The 2021 title protagonists crashed out midway through last weekend’s race at Monza as they battled for position at the first chicane, with Verstappen’s car getting launched on top of Hamilton as they ended up beached in the gravel.

Both drivers pointed the finger at each other for the clash but the stewards ultimately deemed Verstappen to be “predominantly” to blame, handing the Dutchman a three-place grid penalty for the upcoming Russian Grand Prix.

Horner, who insisted the coming together was a racing incident, feels the FIA missed the chance to make a “statement” by dishing out the same penalty to both Verstappen and Hamilton.

“It was an awkward shunt, but both drivers were instantly able to confirm they were OK,” Horner wrote in his column for the Red Bull team’s website on Friday.

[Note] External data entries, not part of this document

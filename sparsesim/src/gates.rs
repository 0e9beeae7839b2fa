// Copyright (c) Microsoft Corporation.
// Licensed under the MIT License.

//! The standard gate library. Multi-qubit gates take their control operands first.

use crate::{matrix::DenseUnitaryMatrix, nearly_zero::NearlyZero};
use core::f64::consts::{FRAC_1_SQRT_2, FRAC_PI_2, PI};
use ndarray::array;
use num_complex::Complex64;
use num_traits::{One, Zero};

/// Returns the single-qubit identity.
#[must_use]
pub fn identity() -> DenseUnitaryMatrix {
    DenseUnitaryMatrix::identity(2)
}

/// Returns a unitary matrix representing the `X` operation.
#[must_use]
pub fn x() -> DenseUnitaryMatrix {
    DenseUnitaryMatrix::new_unchecked(array![
        [Complex64::zero(), Complex64::one()],
        [Complex64::one(), Complex64::zero()]
    ])
}

/// Returns a unitary matrix representing the `Y` operation.
#[must_use]
pub fn y() -> DenseUnitaryMatrix {
    DenseUnitaryMatrix::new_unchecked(array![
        [Complex64::zero(), -Complex64::i()],
        [Complex64::i(), Complex64::zero()]
    ])
}

/// Returns a unitary matrix representing the `Z` operation.
#[must_use]
pub fn z() -> DenseUnitaryMatrix {
    DenseUnitaryMatrix::new_unchecked(array![
        [Complex64::one(), Complex64::zero()],
        [Complex64::zero(), -Complex64::one()]
    ])
}

/// Returns a unitary matrix representing the `S` operation.
#[must_use]
pub fn s() -> DenseUnitaryMatrix {
    DenseUnitaryMatrix::new_unchecked(array![
        [Complex64::one(), Complex64::zero()],
        [Complex64::zero(), Complex64::i()]
    ])
}

#[must_use]
pub fn sdag() -> DenseUnitaryMatrix {
    s().dagger()
}

/// Returns a unitary matrix representing the `T` operation.
#[must_use]
pub fn t() -> DenseUnitaryMatrix {
    DenseUnitaryMatrix::new_unchecked(array![
        [Complex64::one(), Complex64::zero()],
        [
            Complex64::zero(),
            Complex64::new(FRAC_1_SQRT_2, FRAC_1_SQRT_2)
        ]
    ])
}

#[must_use]
pub fn tdag() -> DenseUnitaryMatrix {
    t().dagger()
}

/// Returns a unitary matrix representing the single-qubit Hadamard transformation.
#[must_use]
pub fn h() -> DenseUnitaryMatrix {
    DenseUnitaryMatrix::new_unchecked(
        array![
            [Complex64::one(), Complex64::one()],
            [Complex64::one(), -Complex64::one()]
        ] * FRAC_1_SQRT_2,
    )
}

/// Returns a unitary matrix representing the `Rx` operation with the given angle.
#[must_use]
pub fn rx(theta: f64) -> DenseUnitaryMatrix {
    let cos_theta = f64::cos(theta / 2.0);
    let sin_theta = f64::sin(theta / 2.0);
    DenseUnitaryMatrix::new_unchecked(array![
        [
            Complex64::new(cos_theta, 0.0),
            Complex64::new(0.0, -sin_theta)
        ],
        [
            Complex64::new(0.0, -sin_theta),
            Complex64::new(cos_theta, 0.0)
        ]
    ])
}

/// Returns a unitary matrix representing the `Ry` operation with the given angle.
#[must_use]
pub fn ry(theta: f64) -> DenseUnitaryMatrix {
    let cos_theta = f64::cos(theta / 2.0);
    let sin_theta = f64::sin(theta / 2.0);
    DenseUnitaryMatrix::new_unchecked(array![
        [
            Complex64::new(cos_theta, 0.0),
            Complex64::new(-sin_theta, 0.0)
        ],
        [
            Complex64::new(sin_theta, 0.0),
            Complex64::new(cos_theta, 0.0)
        ]
    ])
}

/// Returns a unitary matrix representing the `Rz` operation with the given angle.
#[must_use]
pub fn rz(theta: f64) -> DenseUnitaryMatrix {
    let cos_theta = f64::cos(theta / 2.0);
    let sin_theta = f64::sin(theta / 2.0);
    DenseUnitaryMatrix::new_unchecked(array![
        [Complex64::new(cos_theta, -sin_theta), Complex64::zero()],
        [Complex64::zero(), Complex64::new(cos_theta, sin_theta)]
    ])
}

#[must_use]
pub fn x90() -> DenseUnitaryMatrix {
    rx(FRAC_PI_2)
}

#[must_use]
pub fn y90() -> DenseUnitaryMatrix {
    ry(FRAC_PI_2)
}

#[must_use]
pub fn z90() -> DenseUnitaryMatrix {
    rz(FRAC_PI_2)
}

#[must_use]
pub fn mx90() -> DenseUnitaryMatrix {
    rx(-FRAC_PI_2)
}

#[must_use]
pub fn my90() -> DenseUnitaryMatrix {
    ry(-FRAC_PI_2)
}

#[must_use]
pub fn mz90() -> DenseUnitaryMatrix {
    rz(-FRAC_PI_2)
}

/// Returns a unitary matrix representing the two-qubit controlled `X`, control first.
#[must_use]
pub fn cnot() -> DenseUnitaryMatrix {
    x().control()
}

/// Returns a unitary matrix representing the two-qubit controlled `Z`.
#[must_use]
pub fn cz() -> DenseUnitaryMatrix {
    z().control()
}

/// Returns a unitary matrix exchanging the state of two qubits.
#[must_use]
pub fn swap() -> DenseUnitaryMatrix {
    let (o, l) = (Complex64::zero(), Complex64::one());
    DenseUnitaryMatrix::new_unchecked(array![
        [l, o, o, o],
        [o, o, l, o],
        [o, l, o, o],
        [o, o, o, l]
    ])
}

/// Returns the controlled phase shift by `theta`.
#[must_use]
pub fn cr(theta: f64) -> DenseUnitaryMatrix {
    let (o, l) = (Complex64::zero(), Complex64::one());
    DenseUnitaryMatrix::new_unchecked(array![
        [l, o, o, o],
        [o, l, o, o],
        [o, o, l, o],
        [o, o, o, Complex64::from_polar(1.0, theta)]
    ])
}

/// Returns the controlled phase shift by `pi / 2^(k - 1)`. For `k <= 0` the angle is a whole
/// multiple of `2 pi`, so the gate is the identity.
#[must_use]
pub fn crk(k: i32) -> DenseUnitaryMatrix {
    if k <= 0 {
        return cr(0.0);
    }
    cr(PI / 2.0_f64.powi(k - 1))
}

/// Returns a unitary matrix representing the three-qubit Toffoli gate, controls first.
#[must_use]
pub fn toffoli() -> DenseUnitaryMatrix {
    cnot().control()
}

/// Looks up a gate by its circuit-language name. Parameterized gates (`Rx`, `Ry`, `Rz`, `CR`)
/// expect an angle; `CRk` expects an integer-valued parameter. Returns `None` for an unknown name
/// or a missing, superfluous or non-integer parameter.
#[must_use]
#[allow(clippy::cast_possible_truncation)]
pub fn by_name(name: &str, parameter: Option<f64>) -> Option<DenseUnitaryMatrix> {
    match (name, parameter) {
        ("CNOT", None) => Some(cnot()),
        ("CZ", None) => Some(cz()),
        ("H", None) => Some(h()),
        ("I", None) => Some(identity()),
        ("mX90", None) => Some(mx90()),
        ("mY90", None) => Some(my90()),
        ("mZ90", None) => Some(mz90()),
        ("S", None) => Some(s()),
        ("Sdag", None) => Some(sdag()),
        ("SWAP", None) => Some(swap()),
        ("T", None) => Some(t()),
        ("Tdag", None) => Some(tdag()),
        ("TOFFOLI", None) => Some(toffoli()),
        ("X", None) => Some(x()),
        ("X90", None) => Some(x90()),
        ("Y", None) => Some(y()),
        ("Y90", None) => Some(y90()),
        ("Z", None) => Some(z()),
        ("Z90", None) => Some(z90()),
        ("CR", Some(theta)) => Some(cr(theta)),
        ("Rx", Some(theta)) => Some(rx(theta)),
        ("Ry", Some(theta)) => Some(ry(theta)),
        ("Rz", Some(theta)) => Some(rz(theta)),
        ("CRk", Some(k))
            if (k - k.round()).is_nearly_zero()
                && (f64::from(i32::MIN)..=f64::from(i32::MAX)).contains(&k) =>
        {
            Some(crk(k.round() as i32))
        }
        _ => None,
    }
}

“With Lewis trying to reverse and get back in the race, even the medical car didn’t see the need to deploy.

“I’m grateful the halo did its job. I think even the most vocal of doubters have now changed their mind about it.

“I still share the same belief today: both played a part in it and it is difficult to apportion blame to one side more than the other.

“If the FIA wanted to make a statement, they could’ve imposed the same penalty on both drivers but the fault was deemed to be more on Max's side and, because he didn’t finish the race, the only option was to give him a grid penalty, which we accept.”

Horner also revealed the human error which resulted in Verstappen’s 11-second pit stop at Monza was a direct consequence of the FIA’s new clampdown that was introduced at the Belgian Grand Prix.

“There was a rare human error in our pit stop, as a result of the new technical directive but nonetheless something we need to learn from,” Horner explained.

“That slow stop put Max out of synch from where he should’ve been on track. Mercedes compounded that situation as they faltered with their own stop on Hamilton's car, which meant both drivers were neck and neck.

“Both drivers knew they needed to be ahead because of the difficulty to overtake. Max was keen to seize the momentum and Lewis was eager to retain track position.”